His green eyes are searing, dark and moody with a shimmer of honeyed brown around the pupil.
They’re as unnerving as they are beautiful, especially when they’re seeping into my soul.
“So,” he starts, cutting through my train of thought. “I thought, since we clearly won’t be spending enough time together during late-night rehearsals and weekly classes, that maybe you’d like to run lines together?”
Against my better judgment, I laugh. “ Clearly .”
“And, you know, the more practice we do together—and the more comfortable we get with each other—the more you can stick it to him when you knock it out of the park.” He smiles at me and the mischievousness in it makes me almost gulp.

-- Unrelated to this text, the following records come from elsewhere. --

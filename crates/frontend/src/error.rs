use std::path::PathBuf;
use thiserror::Error;

use crate::source::SourceRange;

/// Result type for frontend operations
pub type Result<T> = std::result::Result<T, FrontendError>;

/// Errors that stop a whole source unit (or the configuration) from being processed.
///
/// Everything recoverable is reported as a [`crate::Diagnostic`] instead.
#[derive(Error, Debug)]
pub enum FrontendError {
    /// IO error while reading a unit
    #[error("IO error reading {path}: {source}")]
    Io {
        path: PathBuf,
        #[source]
        source: std::io::Error,
    },

    /// No IDENTIFICATION/ENVIRONMENT/DATA/PROCEDURE header anywhere in the unit
    #[error("no division headers found in unit {unit}")]
    NoDivisions { unit: String },

    /// A division header runs into end-of-unit without its terminating period
    #[error("division header at {range} is not terminated before end of unit")]
    UnterminatedDivision { range: SourceRange },

    /// Invalid configuration
    #[error("Invalid configuration: {0}")]
    InvalidConfig(String),

    /// Empty content
    #[error("Empty content provided for unit {0}")]
    EmptyContent(String),
}

impl FrontendError {
    /// Create an invalid config error
    pub fn invalid_config(msg: impl Into<String>) -> Self {
        Self::InvalidConfig(msg.into())
    }

    /// Whether this error means the unit itself is structurally unusable.
    #[must_use]
    pub const fn is_fatal_to_unit(&self) -> bool {
        matches!(
            self,
            Self::NoDivisions { .. } | Self::UnterminatedDivision { .. } | Self::EmptyContent(_)
        )
    }
}
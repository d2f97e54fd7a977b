use anyhow::Result;
use clap::{Parser, Subcommand, ValueEnum};
use lens_protocol::serialize_json;
use std::io;
use std::path::PathBuf;
use std::time::Instant;

use command::CommandResponse;

mod command;
mod config;
mod workspace;

fn print_stdout(text: &str) -> Result<()> {
    use std::io::Write;

    let mut stdout = io::stdout().lock();
    if let Err(err) = stdout
        .write_all(text.as_bytes())
        .and_then(|_| stdout.write_all(b"\n"))
        .and_then(|_| stdout.flush())
    {
        if err.kind() == io::ErrorKind::BrokenPipe {
            return Ok(());
        }
        return Err(err.into());
    }
    Ok(())
}

#[derive(Parser)]
#[command(name = "cobol-lens")]
#[command(about = "Code intelligence for COBOL projects", long_about = None)]
#[command(version)]
pub(crate) struct Cli {
    #[command(subcommand)]
    pub command: Commands,

    /// Project root
    #[arg(short, long, global = true, default_value = ".")]
    pub project: PathBuf,

    /// Config file (default: <project>/cobol-lens.toml when present)
    #[arg(long, global = true)]
    pub config: Option<PathBuf>,

    /// Extra COPY member directory, searched after configured ones
    #[arg(long, global = true)]
    pub copy_path: Vec<PathBuf>,

    /// Accept the usual vendor relaxations (Area A, inline comments, long lines, EXEC)
    #[arg(long, global = true)]
    pub relaxed: bool,

    /// Answer from the stored index without re-reading changed sources
    #[arg(long, global = true)]
    pub no_refresh: bool,

    /// Enable verbose logging
    #[arg(short, long, global = true)]
    pub verbose: bool,

    /// Quiet mode: log only warnings/errors (stdout is reserved for JSON)
    #[arg(long, global = true)]
    pub quiet: bool,
}

#[derive(Subcommand)]
pub(crate) enum Commands {
    /// Index (or re-index) every program under the project root
    Index {
        /// Ignore stored units and parse everything again
        #[arg(long)]
        full: bool,

        /// Units parsed in parallel
        #[arg(long)]
        concurrency: Option<usize>,
    },

    /// Find names by fragment: exact, then prefix, then substring
    Search {
        query: String,

        #[arg(short, long, default_value_t = 20)]
        limit: usize,

        /// Fuzzy ranking only
        #[arg(long)]
        fuzzy: bool,
    },

    /// Where a data item, file, procedure or program is defined
    Definition {
        /// Name, optionally qualified: "BALANCE OF CUSTOMER-REC"
        name: String,

        #[arg(short, long)]
        unit: Option<String>,
    },

    /// Every place a name is used
    References {
        name: String,

        #[arg(short, long)]
        unit: Option<String>,
    },

    /// Statements reading or writing a data item
    Accesses {
        name: String,

        #[arg(short, long)]
        unit: Option<String>,
    },

    /// Call graph around a procedure; program dependencies without one
    Graph {
        /// UNIT/KEY, a key, or a paragraph/section name
        procedure: Option<String>,

        #[arg(short, long)]
        unit: Option<String>,

        #[arg(short, long, default_value_t = 2)]
        depth: u32,

        #[arg(long, value_enum, default_value_t = DirectionArg::Forward)]
        direction: DirectionArg,
    },

    /// Source, edges and data of one procedure, for an explanation service
    Explain {
        procedure: String,

        #[arg(short, long)]
        unit: Option<String>,

        /// Lines of context around the procedure
        #[arg(long, default_value_t = 0)]
        context: u32,

        /// Character budget for the JSON payload
        #[arg(long)]
        max_chars: Option<usize>,
    },

    /// Findings recorded while indexing
    Diagnostics {
        #[arg(short, long)]
        unit: Option<String>,

        #[arg(long, value_enum)]
        min_severity: Option<SeverityArg>,
    },

    /// Corpus counts, per-unit metrics and program dependencies
    Stats,

    /// Codebase overview, program relationships and refactoring candidates
    Analytics {
        /// Programs with more source lines count as large
        #[arg(long, default_value_t = 1000)]
        max_lines: u32,

        /// Programs with more COPY/CALL dependencies count as highly dependent
        #[arg(long, default_value_t = 10)]
        max_dependencies: usize,
    },
}

#[derive(Debug, Clone, Copy, ValueEnum)]
pub(crate) enum DirectionArg {
    Forward,
    Backward,
    Both,
}

#[derive(Debug, Clone, Copy, ValueEnum)]
pub(crate) enum SeverityArg {
    Info,
    Warning,
    Error,
}

#[tokio::main]
async fn main() -> Result<()> {
    let cli = Cli::parse();

    let mut builder =
        env_logger::Builder::from_env(env_logger::Env::default().default_filter_or("info"));
    if cli.quiet {
        builder.filter_level(log::LevelFilter::Warn);
    } else if cli.verbose {
        builder.filter_level(log::LevelFilter::Debug);
    }
    builder.target(env_logger::Target::Stderr).init();

    let started = Instant::now();
    let mut response = match command::execute(&cli).await {
        Ok((data, meta)) => CommandResponse::ok(data, meta),
        Err(err) => {
            log::debug!("command failed: {err:?}");
            CommandResponse::error(&err)
        }
    };
    response.meta.duration_ms = Some(started.elapsed().as_millis() as u64);

    print_stdout(&serialize_json(&response)?)?;
    if response.is_error() {
        std::process::exit(1);
    }
    Ok(())
}
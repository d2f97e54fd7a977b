use ignore::WalkBuilder;
use std::collections::BTreeSet;
use std::path::{Path, PathBuf};

/// Extensions of compilable source units
pub const UNIT_EXTENSIONS: &[&str] = &["cbl", "cob", "cobol"];

/// Extensions of COPY members; never units on their own
pub const COPY_EXTENSIONS: &[&str] = &["cpy", "copy"];

const MAX_FILE_SIZE_BYTES: u64 = 8 * 1_048_576; // 8 MB

const IGNORED_SCOPES: &[&str] = &[
    ".git",
    ".hg",
    ".svn",
    ".idea",
    ".vscode",
    ".cobol-lens",
    "node_modules",
    "target",
    "build",
    "dist",
    "tmp",
];

/// What a project directory contains
#[derive(Debug, Clone, Default, PartialEq, Eq)]
pub struct ScanResult {
    /// Source units, sorted
    pub units: Vec<PathBuf>,
    /// Directories holding at least one COPY member, sorted
    pub copy_dirs: Vec<PathBuf>,
}

/// Finds source units under a project root (.gitignore aware)
pub struct UnitScanner {
    root: PathBuf,
}

impl UnitScanner {
    pub fn new(root: impl AsRef<Path>) -> Self {
        Self {
            root: root.as_ref().to_path_buf(),
        }
    }

    pub fn scan(&self) -> ScanResult {
        let mut units = Vec::new();
        let mut copy_dirs = BTreeSet::new();

        let root = self.root.clone();
        let mut builder = WalkBuilder::new(&self.root);
        builder
            .hidden(true)
            .git_ignore(true)
            .git_global(true)
            .git_exclude(true)
            .require_git(false)
            .sort_by_file_name(|a, b| a.cmp(b));
        builder.filter_entry(move |entry| !Self::is_ignored_scope(entry.path(), &root));

        for result in builder.build() {
            match result {
                Ok(entry) => {
                    let Some(file_type) = entry.file_type() else {
                        continue;
                    };
                    if !file_type.is_file() {
                        continue;
                    }

                    let path = entry.path();
                    if let Ok(meta) = entry.metadata() {
                        if meta.len() > MAX_FILE_SIZE_BYTES {
                            log::debug!(
                                "Skipping large file {} ({} bytes > {})",
                                path.display(),
                                meta.len(),
                                MAX_FILE_SIZE_BYTES
                            );
                            continue;
                        }
                    }

                    if has_extension(path, UNIT_EXTENSIONS) {
                        units.push(path.to_path_buf());
                    } else if has_extension(path, COPY_EXTENSIONS) {
                        if let Some(parent) = path.parent() {
                            copy_dirs.insert(parent.to_path_buf());
                        }
                    }
                }
                Err(e) => log::warn!("Failed to read entry: {e}"),
            }
        }

        units.sort();
        log::info!(
            "Found {} source units and {} copybook directories",
            units.len(),
            copy_dirs.len()
        );
        ScanResult {
            units,
            copy_dirs: copy_dirs.into_iter().collect(),
        }
    }

    fn is_ignored_scope(path: &Path, root: &Path) -> bool {
        if let Ok(relative) = path.strip_prefix(root) {
            for component in relative.components() {
                if let std::path::Component::Normal(name) = component {
                    let lowered = name.to_string_lossy().to_lowercase();
                    if IGNORED_SCOPES.iter().any(|ignored| ignored == &lowered) {
                        return true;
                    }
                }
            }
        }
        false
    }
}

/// Case-insensitive extension check
pub fn has_extension(path: &Path, extensions: &[&str]) -> bool {
    path.extension()
        .and_then(|ext| ext.to_str())
        .is_some_and(|ext| extensions.iter().any(|wanted| ext.eq_ignore_ascii_case(wanted)))
}

/// Default unit id: the upper-cased file stem
pub fn unit_id_for_path(path: &Path) -> String {
    path.file_stem()
        .map(|stem| stem.to_string_lossy().to_ascii_uppercase())
        .unwrap_or_default()
}

#[cfg(test)]
mod tests {
    use super::*;
    use pretty_assertions::assert_eq;
    use std::fs;
    use tempfile::tempdir;

    #[test]
    fn picks_units_by_extension_and_notes_copybook_dirs() {
        let temp = tempdir().unwrap();
        let copy = temp.path().join("copy");
        fs::create_dir_all(&copy).unwrap();
        fs::write(temp.path().join("PAYROLL.cbl"), b"").unwrap();
        fs::write(temp.path().join("billing.COB"), b"").unwrap();
        fs::write(temp.path().join("notes.txt"), b"").unwrap();
        fs::write(copy.join("CUSTREC.cpy"), b"").unwrap();

        let result = UnitScanner::new(temp.path()).scan();
        let names: Vec<String> = result
            .units
            .iter()
            .map(|p| p.file_name().unwrap().to_string_lossy().to_string())
            .collect();
        assert_eq!(names, vec!["PAYROLL.cbl".to_string(), "billing.COB".to_string()]);
        assert_eq!(result.copy_dirs, vec![copy]);
    }

    #[test]
    fn respects_gitignore_and_tool_directories() {
        let temp = tempdir().unwrap();
        let legacy = temp.path().join("legacy");
        let store = temp.path().join(".cobol-lens");
        fs::create_dir_all(&legacy).unwrap();
        fs::create_dir_all(&store).unwrap();
        fs::write(legacy.join("OLD.cbl"), b"").unwrap();
        fs::write(store.join("STALE.cbl"), b"").unwrap();
        fs::write(temp.path().join("MAIN.cbl"), b"").unwrap();
        fs::write(temp.path().join(".gitignore"), b"/legacy").unwrap();

        let result = UnitScanner::new(temp.path()).scan();
        assert_eq!(result.units, vec![temp.path().join("MAIN.cbl")]);
    }

    #[test]
    fn unit_ids_are_upper_cased_stems() {
        assert_eq!(unit_id_for_path(Path::new("src/payroll.cbl")), "PAYROLL");
        assert_eq!(unit_id_for_path(Path::new("BILL-01.cob")), "BILL-01");
    }
}
use std::fmt;

use crate::error::{Result, SearchError};

/// A data or procedure name with optional `OF` / `IN` qualifiers
#[derive(Debug, Clone, PartialEq, Eq)]
pub struct QualifiedName {
    pub name: String,
    /// Innermost first, upper-cased
    pub qualifiers: Vec<String>,
}

impl QualifiedName {
    /// `balance of customer-rec in cust-file` → BALANCE, [CUSTOMER-REC, CUST-FILE]
    pub fn parse(raw: &str) -> Result<Self> {
        let mut words = raw.split_whitespace();
        let name = words.next().ok_or(SearchError::EmptyQuery)?.to_ascii_uppercase();

        let mut qualifiers = Vec::new();
        while let Some(word) = words.next() {
            let qualifier = if word.eq_ignore_ascii_case("OF") || word.eq_ignore_ascii_case("IN") {
                words.next()
            } else {
                Some(word)
            };
            match qualifier {
                Some(q) => qualifiers.push(q.to_ascii_uppercase()),
                None => {
                    return Err(SearchError::Other(format!("dangling qualifier in {raw:?}")));
                }
            }
        }
        Ok(Self { name, qualifiers })
    }

    #[must_use]
    pub fn is_qualified(&self) -> bool {
        !self.qualifiers.is_empty()
    }
}

/// Names a procedure: `UNIT/KEY`, a bare key (`MAIN::STEP-A`), or a paragraph or
/// section name
#[derive(Debug, Clone, PartialEq, Eq)]
pub struct ProcedureRef {
    pub unit: Option<String>,
    pub target: String,
}

impl ProcedureRef {
    /// Procedure keys never contain `/`, so the unit is everything before the last one
    pub fn parse(raw: &str) -> Result<Self> {
        let raw = raw.trim();
        if raw.is_empty() {
            return Err(SearchError::EmptyQuery);
        }
        match raw.rsplit_once('/') {
            Some((unit, target)) if !unit.is_empty() && !target.is_empty() => Ok(Self {
                unit: Some(unit.to_string()),
                target: target.to_string(),
            }),
            Some(_) => Err(SearchError::Other(format!("malformed procedure reference {raw:?}"))),
            None => Ok(Self {
                unit: None,
                target: raw.to_string(),
            }),
        }
    }

    /// Builder: restrict to a unit unless the reference already names one
    #[must_use]
    pub fn in_unit(mut self, unit: Option<&str>) -> Self {
        if self.unit.is_none() {
            self.unit = unit.map(str::to_string);
        }
        self
    }
}

impl fmt::Display for ProcedureRef {
    fn fmt(&self, f: &mut fmt::Formatter<'_>) -> fmt::Result {
        match &self.unit {
            Some(unit) => write!(f, "{unit}/{}", self.target),
            None => f.write_str(&self.target),
        }
    }
}

#[cfg(test)]
mod tests {
    use super::*;
    use pretty_assertions::assert_eq;

    #[test]
    fn qualified_names_accept_of_and_in() {
        let q = QualifiedName::parse("balance of customer-rec IN cust-file").unwrap();
        assert_eq!(q.name, "BALANCE");
        assert_eq!(q.qualifiers, vec!["CUSTOMER-REC", "CUST-FILE"]);
        assert!(!QualifiedName::parse("BALANCE").unwrap().is_qualified());
        assert!(QualifiedName::parse("   ").is_err());
        assert!(QualifiedName::parse("BALANCE OF").is_err());
    }

    #[test]
    fn procedure_refs_split_on_the_last_slash() {
        let r = ProcedureRef::parse("BATCH/PAYROLL/MAIN::STEP-A").unwrap();
        assert_eq!(r.unit.as_deref(), Some("BATCH/PAYROLL"));
        assert_eq!(r.target, "MAIN::STEP-A");
        assert_eq!(r.to_string(), "BATCH/PAYROLL/MAIN::STEP-A");

        let bare = ProcedureRef::parse("STEP-A").unwrap().in_unit(Some("PAY01"));
        assert_eq!(bare.unit.as_deref(), Some("PAY01"));
        assert!(ProcedureRef::parse("PAY01/").is_err());
    }
}
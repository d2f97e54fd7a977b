use lens_model::ProgramModel;
use serde::{Deserialize, Serialize};
use sha2::{Digest, Sha256};
use std::collections::BTreeSet;
use std::path::{Path, PathBuf};
use std::sync::Arc;

use crate::corpus::{Corpus, CorpusSnapshot, UnitEntry};
use crate::error::Result;
use crate::unit_index::UnitIndex;

pub const UNIT_STORE_SCHEMA_VERSION: u32 = 1;

/// Directory under the project root holding persisted state
pub const STORE_DIR_NAME: &str = ".cobol-lens";

pub fn store_dir_for_project_root(root: &Path) -> PathBuf {
    root.join(STORE_DIR_NAME).join("units")
}

#[derive(Debug, Serialize, Deserialize)]
struct StoredUnit {
    schema_version: u32,
    unit_id: String,
    content_hash: String,
    model: ProgramModel,
    index: UnitIndex,
}

/// One JSON file per unit, keyed by unit id; loads skip files from other schema
/// versions or that fail to parse
pub struct UnitStore {
    dir: PathBuf,
}

impl UnitStore {
    pub fn new(dir: impl Into<PathBuf>) -> Self {
        Self { dir: dir.into() }
    }

    pub fn for_project_root(root: &Path) -> Self {
        Self::new(store_dir_for_project_root(root))
    }

    #[must_use]
    pub fn dir(&self) -> &Path {
        &self.dir
    }

    fn path_for(&self, unit_id: &str) -> PathBuf {
        self.dir.join(file_name_for(unit_id))
    }

    pub async fn save(&self, entry: &UnitEntry) -> Result<()> {
        tokio::fs::create_dir_all(&self.dir).await?;
        let stored = StoredUnit {
            schema_version: UNIT_STORE_SCHEMA_VERSION,
            unit_id: entry.unit_id().to_string(),
            content_hash: entry.model.content_hash.clone(),
            model: ProgramModel::clone(&entry.model),
            index: UnitIndex::clone(&entry.index),
        };
        let bytes = serde_json::to_vec(&stored)?;

        let path = self.path_for(entry.unit_id());
        let tmp = path.with_extension("json.tmp");
        tokio::fs::write(&tmp, bytes).await?;
        tokio::fs::rename(&tmp, &path).await?;
        Ok(())
    }

    pub async fn remove(&self, unit_id: &str) -> Result<()> {
        match tokio::fs::remove_file(self.path_for(unit_id)).await {
            Ok(()) => Ok(()),
            Err(err) if err.kind() == std::io::ErrorKind::NotFound => Ok(()),
            Err(err) => Err(err.into()),
        }
    }

    /// Persist every unit of `snapshot` whose stored hash differs, and delete files of
    /// units no longer present. Returns the number of files written.
    pub async fn sync(&self, snapshot: &CorpusSnapshot) -> Result<usize> {
        tokio::fs::create_dir_all(&self.dir).await?;
        let stored = self.stored_hashes().await?;

        let mut written = 0;
        let mut keep = BTreeSet::new();
        for entry in snapshot.units() {
            let file = file_name_for(entry.unit_id());
            let current = stored.iter().any(|(name, hash)| name == &file && hash == &entry.model.content_hash);
            if !current {
                self.save(entry).await?;
                written += 1;
            }
            keep.insert(file);
        }

        for (file, _) in stored {
            if !keep.contains(&file) {
                tokio::fs::remove_file(self.dir.join(&file)).await?;
            }
        }
        log::debug!("Store sync: {written} units written to {}", self.dir.display());
        Ok(written)
    }

    /// Every readable unit of the current schema, in unit id order
    pub async fn load_all(&self) -> Result<Vec<UnitEntry>> {
        let mut entries = Vec::new();
        for path in self.json_files().await? {
            match read_stored(&path).await {
                Ok(stored)
                    if stored.unit_id != *stored.model.unit_id
                        || stored.content_hash != stored.model.content_hash =>
                {
                    log::warn!("Skipping {}: header does not match its model", path.display());
                }
                Ok(stored) if stored.schema_version == UNIT_STORE_SCHEMA_VERSION => {
                    entries.push(UnitEntry {
                        model: Arc::new(stored.model),
                        index: Arc::new(stored.index),
                    });
                }
                Ok(stored) => log::warn!(
                    "Skipping {}: schema version {} (expected {})",
                    path.display(),
                    stored.schema_version,
                    UNIT_STORE_SCHEMA_VERSION
                ),
                Err(err) => log::warn!("Skipping unreadable unit {}: {err}", path.display()),
            }
        }
        entries.sort_by(|a, b| a.unit_id().cmp(b.unit_id()));
        Ok(entries)
    }

    /// Load everything into `corpus`; returns the number of units restored
    pub async fn restore_into(&self, corpus: &Corpus) -> Result<usize> {
        let entries = self.load_all().await?;
        let count = entries.len();
        for entry in entries {
            corpus.commit_entry(entry);
        }
        log::info!("Restored {count} units from {}", self.dir.display());
        Ok(count)
    }

    async fn json_files(&self) -> Result<Vec<PathBuf>> {
        let mut files = Vec::new();
        let mut dir = match tokio::fs::read_dir(&self.dir).await {
            Ok(dir) => dir,
            Err(err) if err.kind() == std::io::ErrorKind::NotFound => return Ok(files),
            Err(err) => return Err(err.into()),
        };
        while let Some(entry) = dir.next_entry().await? {
            let path = entry.path();
            if path.extension().is_some_and(|ext| ext == "json") {
                files.push(path);
            }
        }
        files.sort();
        Ok(files)
    }

    /// (file name, content hash) of every stored unit; unreadable files hash to ""
    async fn stored_hashes(&self) -> Result<Vec<(String, String)>> {
        let mut out = Vec::new();
        for path in self.json_files().await? {
            let name = path
                .file_name()
                .map(|n| n.to_string_lossy().to_string())
                .unwrap_or_default();
            let hash = read_header(&path).await.unwrap_or_default();
            out.push((name, hash));
        }
        Ok(out)
    }
}

async fn read_stored(path: &Path) -> Result<StoredUnit> {
    let bytes = tokio::fs::read(path).await?;
    Ok(serde_json::from_slice(&bytes)?)
}

/// Content hash of a stored unit without materializing its model
async fn read_header(path: &Path) -> Result<String> {
    #[derive(Deserialize)]
    struct Header {
        schema_version: u32,
        content_hash: String,
    }
    let bytes = tokio::fs::read(path).await?;
    let header: Header = serde_json::from_slice(&bytes)?;
    if header.schema_version == UNIT_STORE_SCHEMA_VERSION {
        Ok(header.content_hash)
    } else {
        Ok(String::new())
    }
}

/// Readable prefix plus a short hash so ids differing only in case or separators never
/// share a file
fn file_name_for(unit_id: &str) -> String {
    let readable: String = unit_id
        .chars()
        .map(|c| if c.is_ascii_alphanumeric() || c == '-' { c } else { '_' })
        .collect();
    let digest = Sha256::digest(unit_id.as_bytes());
    let short: String = digest.iter().take(4).map(|b| format!("{b:02x}")).collect();
    format!("{readable}-{short}.json")
}

#[cfg(test)]
mod tests {
    use super::*;

    #[test]
    fn file_names_are_safe_and_distinct() {
        let a = file_name_for("BATCH/PAYROLL");
        let b = file_name_for("BATCH_PAYROLL");
        assert!(a.starts_with("BATCH_PAYROLL-"));
        assert!(a.ends_with(".json"));
        assert_ne!(a, b);
        assert!(!a.contains('/'));
    }
}
use log::debug;
use std::path::PathBuf;

use crate::config::FrontendConfig;
use crate::diagnostic::Diagnostic;
use crate::error::Result;
use crate::lexer::Lexer;
use crate::parser::{Parser, ProgramTree};
use crate::preprocess::{MemberResolver, PreprocessOutput, Preprocessor};
use crate::source::SourceUnit;

/// Everything the frontend knows about one unit
#[derive(Debug, Clone)]
pub struct FrontendOutput {
    pub unit: SourceUnit,
    pub tree: ProgramTree,
    /// Preprocessor, lexer and parser findings ordered by position
    pub diagnostics: Vec<Diagnostic>,
}

/// Preprocess → lex → parse for a single unit
pub struct Frontend<'a> {
    config: &'a FrontendConfig,
    resolver: &'a dyn MemberResolver,
}

impl<'a> Frontend<'a> {
    pub fn new(config: &'a FrontendConfig, resolver: &'a dyn MemberResolver) -> Self {
        Self { config, resolver }
    }

    /// COPY/REPLACE expansion only; callers may inspect the hash before going further
    pub fn preprocess(&self, unit_id: &str, path: Option<PathBuf>, text: &str) -> Result<PreprocessOutput> {
        Preprocessor::new(self.config, self.resolver).expand(unit_id, path, text)
    }

    /// Lex and parse an already expanded unit
    pub fn analyze_expanded(&self, expanded: PreprocessOutput) -> Result<FrontendOutput> {
        let PreprocessOutput { unit, diagnostics } = expanded;
        let lexed = Lexer::new(self.config).tokenize(&unit);
        debug!(
            "{}: {} lines, {} tokens",
            unit.id,
            unit.line_count(),
            lexed.tokens.len()
        );

        let parsed = Parser::new(self.config).parse(&unit, &lexed.tokens)?;

        let mut all = diagnostics;
        all.extend(lexed.diagnostics);
        all.extend(parsed.diagnostics);
        all.sort_by_key(|d| (d.range.line, d.range.start_col));
        debug!("{}: parsed with {} diagnostics", unit.id, all.len());

        Ok(FrontendOutput {
            unit,
            tree: parsed.tree,
            diagnostics: all,
        })
    }

    pub fn analyze(&self, unit_id: &str, path: Option<PathBuf>, text: &str) -> Result<FrontendOutput> {
        let expanded = self.preprocess(unit_id, path, text)?;
        self.analyze_expanded(expanded)
    }
}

“Let’s do it.” I pull out my phone and hand it to him.
Jett quickly adds his number before texting himself.
When he hands it back to me, the arrogant expression I’m used to seeing on him is back.
“Well, twilight. I guess I’ll see you soon.
” And then he walks off without another word, leaving me feeling much better than I originally did when walking through those classroom doors.